Zur normativ-kritischen Kompetenz philosophischer Ethik
Zum Problem der Normenkonflikte und der Güterabwägung
Was philosophische Ethik häufig unbeachtet läßt oder in seinem Gewicht herunterspielt: Es ist nicht auszuschließen, daß in einer konkreten Lebenssituation mehrere sittliche Grundsätze gleichzeitig angesprochen sind und daß die Forderungen der Grundsätze in verschiedene Richtungen weisen. Zum Beispiel kann jemand in Gefahr ungerechter Verfolgung sein, dem man nur dadurch helfen kann, daß man der sittlichen Verpflichtung zur Wahrheit zuwiderhandelt. Außerdem ist es möglich, daß ein und derselbe Grundsatz wie der der Hilfsbereitschaft gleichzeitig mehrere Anwendungen erforderlich macht, die aber nicht zugleich geleistet werden können, daß zum Beispiel mehrere Personen in Lebensgefahr sind, nur einer zuerst gerettet werden kann, in dieser Zeit aber das Leben der anderen vielleicht schon verspielt ist.

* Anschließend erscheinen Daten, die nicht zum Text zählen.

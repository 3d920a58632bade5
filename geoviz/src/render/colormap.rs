//! Named color palettes sampled by normalized value.
//!
//! Each palette is a list of sRGB stops on `[0, 1]`; samples between stops are
//! interpolated linearly in sRGB, which is what plotting libraries do for
//! their listed colormaps.

use serde::{Deserialize, Serialize};
use strum_macros::{Display, EnumIter, EnumString, IntoStaticStr};

/// A single color stop along the normalized value axis.
#[derive(Debug, Clone, Copy, PartialEq)]
pub struct ColorStop {
    pub v: f64,
    pub rgb: [u8; 3],
}

const fn stop(v: f64, rgb: [u8; 3]) -> ColorStop {
    ColorStop { v, rgb }
}

const GRAY: &[ColorStop] = &[stop(0.0, [0, 0, 0]), stop(1.0, [255, 255, 255])];

const GREYS: &[ColorStop] = &[stop(0.0, [255, 255, 255]), stop(1.0, [0, 0, 0])];

const SEISMIC: &[ColorStop] = &[
    stop(0.0, [0, 0, 77]),
    stop(0.25, [0, 0, 255]),
    stop(0.5, [255, 255, 255]),
    stop(0.75, [255, 0, 0]),
    stop(1.0, [128, 0, 0]),
];

// ColorBrewer 11-class RdBu, red at the low end.
const RDBU: &[ColorStop] = &[
    stop(0.0, [0x67, 0x00, 0x1f]),
    stop(0.1, [0xb2, 0x18, 0x2b]),
    stop(0.2, [0xd6, 0x60, 0x4d]),
    stop(0.3, [0xf4, 0xa5, 0x82]),
    stop(0.4, [0xfd, 0xdb, 0xc7]),
    stop(0.5, [0xf7, 0xf7, 0xf7]),
    stop(0.6, [0xd1, 0xe5, 0xf0]),
    stop(0.7, [0x92, 0xc5, 0xde]),
    stop(0.8, [0x43, 0x93, 0xc3]),
    stop(0.9, [0x21, 0x66, 0xac]),
    stop(1.0, [0x05, 0x30, 0x61]),
];

const RDBU_R: &[ColorStop] = &[
    stop(0.0, [0x05, 0x30, 0x61]),
    stop(0.1, [0x21, 0x66, 0xac]),
    stop(0.2, [0x43, 0x93, 0xc3]),
    stop(0.3, [0x92, 0xc5, 0xde]),
    stop(0.4, [0xd1, 0xe5, 0xf0]),
    stop(0.5, [0xf7, 0xf7, 0xf7]),
    stop(0.6, [0xfd, 0xdb, 0xc7]),
    stop(0.7, [0xf4, 0xa5, 0x82]),
    stop(0.8, [0xd6, 0x60, 0x4d]),
    stop(0.9, [0xb2, 0x18, 0x2b]),
    stop(1.0, [0x67, 0x00, 0x1f]),
];

const VIRIDIS: &[ColorStop] = &[
    stop(0.0, [0x44, 0x01, 0x54]),
    stop(0.125, [0x47, 0x2d, 0x7b]),
    stop(0.25, [0x3b, 0x52, 0x8b]),
    stop(0.375, [0x2c, 0x72, 0x8e]),
    stop(0.5, [0x21, 0x91, 0x8c]),
    stop(0.625, [0x28, 0xae, 0x80]),
    stop(0.75, [0x5e, 0xc9, 0x62]),
    stop(0.875, [0xad, 0xdc, 0x30]),
    stop(1.0, [0xfd, 0xe7, 0x25]),
];

const MAGMA: &[ColorStop] = &[
    stop(0.0, [0x00, 0x00, 0x04]),
    stop(1.0 / 9.0, [0x18, 0x0f, 0x3d]),
    stop(2.0 / 9.0, [0x44, 0x0f, 0x76]),
    stop(3.0 / 9.0, [0x72, 0x1f, 0x81]),
    stop(4.0 / 9.0, [0x9e, 0x2f, 0x7f]),
    stop(5.0 / 9.0, [0xcd, 0x40, 0x71]),
    stop(6.0 / 9.0, [0xf1, 0x60, 0x5d]),
    stop(7.0 / 9.0, [0xfd, 0x96, 0x68]),
    stop(8.0 / 9.0, [0xfe, 0xca, 0x8d]),
    stop(1.0, [0xfc, 0xfd, 0xbf]),
];

const JET: &[ColorStop] = &[
    stop(0.0, [0, 0, 128]),
    stop(0.125, [0, 0, 255]),
    stop(0.375, [0, 255, 255]),
    stop(0.625, [255, 255, 0]),
    stop(0.875, [255, 0, 0]),
    stop(1.0, [128, 0, 0]),
];

#[derive(
    Debug,
    Clone,
    Copy,
    PartialEq,
    Eq,
    Hash,
    Serialize,
    Deserialize,
    Display,
    EnumString,
    EnumIter,
    IntoStaticStr,
)]
#[strum(ascii_case_insensitive)]
pub enum Colormap {
    #[serde(rename = "gray")]
    #[strum(serialize = "gray")]
    Gray,
    #[serde(rename = "Greys")]
    #[strum(serialize = "Greys")]
    Greys,
    #[serde(rename = "seismic")]
    #[strum(serialize = "seismic")]
    Seismic,
    #[serde(rename = "RdBu")]
    #[strum(serialize = "RdBu")]
    RdBu,
    #[serde(rename = "RdBu_r")]
    #[strum(serialize = "RdBu_r")]
    RdBuR,
    #[serde(rename = "viridis")]
    #[strum(serialize = "viridis")]
    Viridis,
    #[serde(rename = "magma")]
    #[strum(serialize = "magma")]
    Magma,
    #[serde(rename = "jet")]
    #[strum(serialize = "jet")]
    Jet,
}

impl Colormap {
    pub fn name(self) -> &'static str {
        self.into()
    }

    pub fn stops(self) -> &'static [ColorStop] {
        match self {
            Colormap::Gray => GRAY,
            Colormap::Greys => GREYS,
            Colormap::Seismic => SEISMIC,
            Colormap::RdBu => RDBU,
            Colormap::RdBuR => RDBU_R,
            Colormap::Viridis => VIRIDIS,
            Colormap::Magma => MAGMA,
            Colormap::Jet => JET,
        }
    }

    /// Color at normalized position `t`; clamped to `[0, 1]`, NaN maps to the low end.
    pub fn sample(self, t: f64) -> [u8; 3] {
        let stops = self.stops();
        let t = if t.is_nan() { 0.0 } else { t.clamp(0.0, 1.0) };

        let i = stops
            .windows(2)
            .position(|w| t <= w[1].v)
            .unwrap_or(stops.len() - 2);
        let a = stops[i];
        let b = stops[i + 1];
        let f = if b.v > a.v { (t - a.v) / (b.v - a.v) } else { 0.0 };

        let mut rgb = [0u8; 3];
        for (c, out) in rgb.iter_mut().enumerate() {
            let lo = a.rgb[c] as f64;
            let hi = b.rgb[c] as f64;
            *out = (lo + f * (hi - lo)).round().clamp(0.0, 255.0) as u8;
        }
        rgb
    }
}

Gemäß dem besonderen methodischen Status der sittlichen Grundsätze können diese nicht aus sich heraus und a priori sagen, welches Tun und Lassen dann das adäquate ist. Es kommt vielmehr auf eine Güterabwägung an, die nur mit Hilfe konkreter sittlicher Beurteilungsprozesse vorgenommen werden kann. Auch wenn die philosophische Ethik diese an der geschichtlich-konkreten Situation orientierte Güterabwägung dem Menschen nicht abnehmen kann, so stellt sie doch einige Grundsätze auf, nach denen die Güterabwägung vorzunehmen ist. Zu solchen Grundsätzen gehört das schon erwähnte Fairneßprinzip, nach dem man nicht aus einer Situation bloß die Vorteile ziehen, die Nachteile (Kosten) aber ganz auf die anderen abwälzen darf. Wie es die knappe Kritik am Utilitarismus gezeigt hat, verbietet sich auch eine kollektive (soziale) Nutzen-Risiko/Kosten-Abwägung, nach der die Vorteile primär von der einen Teilgruppe, die Risiken aber primär von der anderen Teilgruppe getragen werden, damit auch das Cook-Prinzip.